Appellate Division of the Supreme Court of New York, Fourth Department
Jul 12, 1996
229 A.D.2d 949 (N.Y. App. Div. 1996)

Opinion

July 12, 1996

Appeal from the Supreme Court, Erie County, Glownia, J.

Present — Pine, J.P., Fallon, Wesley, Balio and Boehm, JJ.


Order unanimously reversed on the law without costs, motion granted and complaint dismissed. Memorandum: Supreme Court erred in denying defendant's motion for summary judgment dismissing the complaint in this personal injury action. Defendant submitted evidence in admissible form establishing as a matter of law that plaintiff did not sustain a "serious injury" within the meaning of Insurance Law § 5102 (d), thereby shifting the burden to plaintiff to raise a triable issue of fact ( see, Gaddy v. Eyler, 79 N.Y.2d 955, 956-957; Hernandez v. Yacco, 207 A.D.2d 1029). Plaintiff did not meet that burden.

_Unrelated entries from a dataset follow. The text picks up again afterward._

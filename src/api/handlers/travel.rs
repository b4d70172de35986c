//! Handlers for travel record endpoints.

use axum::{
    Json,
    body::Bytes,
    extract::{Path, State},
};
use validator::Validate;

use crate::api::dto::travel::{
    ImportErrorItem, ImportResponse, TravelListResponse, TravelRequest, TravelResponse,
};
use crate::error::AppError;
use crate::state::AppState;

/// Creates or replaces a guest's travel record.
///
/// # Endpoint
///
/// `PUT /api/guests/{id}/travel`
///
/// # Request Body
///
/// ```json
/// {
///   "transport_mode": "air",
///   "arrival_date": "2026-06-12",
///   "arrival_time": "13:10",
///   "arrival_location": "LIS",
///   "flight_number": "TP1351",
///   "needs_transportation": true,
///   "flight_status": "confirmed"
/// }
/// ```
///
/// # Errors
///
/// Returns 400 Bad Request for invalid fields and 404 Not Found for an unknown guest.
pub async fn put_travel_handler(
    Path(guest_id): Path<i64>,
    State(state): State<AppState>,
    Json(payload): Json<TravelRequest>,
) -> Result<Json<TravelResponse>, AppError> {
    payload.validate()?;

    let info = state
        .travel_service
        .save_travel(payload.into_new_travel(guest_id)?)
        .await?;

    Ok(Json(info.into()))
}

pub async fn get_travel_handler(
    Path(guest_id): Path<i64>,
    State(state): State<AppState>,
) -> Result<Json<TravelResponse>, AppError> {
    let info = state.travel_service.get_travel(guest_id).await?;
    Ok(Json(info.into()))
}

/// Lists travel records of an event's guests.
///
/// `GET /api/events/{id}/travel`
pub async fn list_event_travel_handler(
    Path(event_id): Path<i64>,
    State(state): State<AppState>,
) -> Result<Json<TravelListResponse>, AppError> {
    let records = state.travel_service.list_travel(event_id).await?;

    Ok(Json(TravelListResponse {
        items: records.into_iter().map(TravelResponse::from).collect(),
    }))
}

/// Imports a travel-agent CSV export for an event.
///
/// # Endpoint
///
/// `POST /api/events/{id}/travel/import` with a `text/csv` body.
///
/// # Batch Processing
///
/// Rows are processed independently. If one fails, others continue processing;
/// failures are listed with their data row number.
///
/// # Response
///
/// ```json
/// {
///   "total": 3,
///   "imported": 2,
///   "failed": 1,
///   "errors": [
///     {
///       "row": 2,
///       "guest_id": 41,
///       "error": { "code": "not_found", "message": "Guest not found", "details": { "guest_id": 41 } }
///     }
///   ]
/// }
/// ```
///
/// # Errors
///
/// Returns 400 Bad Request if the header row lacks a required column.
/// Returns 404 Not Found if the event does not exist.
pub async fn import_travel_handler(
    Path(event_id): Path<i64>,
    State(state): State<AppState>,
    body: Bytes,
) -> Result<Json<ImportResponse>, AppError> {
    let report = state.travel_service.import_csv(event_id, &body).await?;

    let errors: Vec<ImportErrorItem> = report
        .errors
        .into_iter()
        .map(|e| ImportErrorItem {
            row: e.row,
            guest_id: e.guest_id,
            error: e.error.to_error_info(),
        })
        .collect();

    Ok(Json(ImportResponse {
        total: report.total,
        imported: report.imported,
        failed: errors.len(),
        errors,
    }))
}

In opposition to the motion, plaintiff asserted that he missed fewer than 60 days of work during the 180-day period immediately following the accident. Moreover, plaintiff did not identify a single daily activity, aside from work, that he was unable to undertake as a result of his injuries. Thus, plaintiff failed to raise an issue of fact whether he was unable to perform substantially all of the material acts that constitute his "usual and customary daily activities for not less than ninety days during the one hundred eighty days immediately following the occurrence of the injury or impairment" (Insurance Law § 5102 [d]; see, Winkler v. Lombardi, 205 A.D.2d 757; Shames v. Murtha, 204 A.D.2d 841).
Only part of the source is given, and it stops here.